◆ ASSIGNED TASK ◆
Identify all lines in the listing that include the word "templates", and copy them out.

━━━

//! Project scaffolding for `fakeplate init`.
//!
//! ## Directory layout
//!
//! ```text
//! <project>/
//! ├── fakeplate.config.json   # GeneratorConfig
//! ├── templates/record.txt    # Sample record template
//! └── out/                    # Generated records (directory sink)
//! ```

use std::path::{Path, PathBuf};

use crate::config::{GeneratorConfig, CONFIG_FILE};
use crate::error::{FakeplateError, Result};
use crate::templates::embedded;
use crate::templates::renderer::ScaffoldRenderer;

/// Record template path inside a scaffolded project.
pub const SAMPLE_TEMPLATE_PATH: &str = "templates/record.txt";

/// Directory sink path inside a scaffolded project.
pub const OUTPUT_DIR: &str = "out";

/// Settings baked into a new project's config.
#[derive(Debug, Clone, Copy, PartialEq, Eq)]
pub struct ScaffoldOptions {
    pub count: u64,
    pub workers: usize,
}

impl Default for ScaffoldOptions {
    fn default() -> Self {
        Self {
            count: 10,
            workers: 4,
        }
    }
}

/// Create the project directory structure.
pub fn create_project_dirs(project_dir: &Path) -> Result<()> {
    if project_dir.exists() {
        return Err(FakeplateError::ProjectExists(project_dir.to_path_buf()));
    }

    std::fs::create_dir_all(project_dir.join("templates"))?;
    std::fs::create_dir_all(project_dir.join(OUTPUT_DIR))?;
    Ok(())
}

/// Render the config and write it with the sample template.
///
/// Returns the path of the written config.
pub fn write_scaffold(project_dir: &Path, options: &ScaffoldOptions) -> Result<PathBuf> {
    let renderer = ScaffoldRenderer::new();
    let data = serde_json::json!({
        "template_path": SAMPLE_TEMPLATE_PATH,
        "output_dir": OUTPUT_DIR,
        "count": options.count,
        "workers": options.workers,
    });
    let config = renderer.render(embedded::CONFIG_JSON, &data)?;

    let config_path = project_dir.join(CONFIG_FILE);
    std::fs::write(&config_path, config)?;
    std::fs::write(project_dir.join(SAMPLE_TEMPLATE_PATH), embedded::SAMPLE_RECORD)?;

    // Fail now rather than on the first `generate`.
    GeneratorConfig::load(&config_path)?;
    Ok(config_path)
}

/// Directory that relative paths in the config at `config_path` are based on.
pub fn config_dir(config_path: &Path) -> &Path {
    config_path
        .parent()
        .filter(|p| !p.as_os_str().is_empty())
        .unwrap_or(Path::new("."))
}

/// Load the config at `config_path`, resolving its paths against its directory.
pub fn load_config(config_path: &Path) -> Result<GeneratorConfig> {
    Ok(GeneratorConfig::load(config_path)?.resolve_paths(config_dir(config_path)))
}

━━━

◆ RESPONSE TO THIS TASK ◆
//! ├── templates/record.txt    # Sample record template
use crate::templates::embedded;
use crate::templates::renderer::ScaffoldRenderer;
pub const SAMPLE_TEMPLATE_PATH: &str = "templates/record.txt";
    std::fs::create_dir_all(project_dir.join("templates"))?;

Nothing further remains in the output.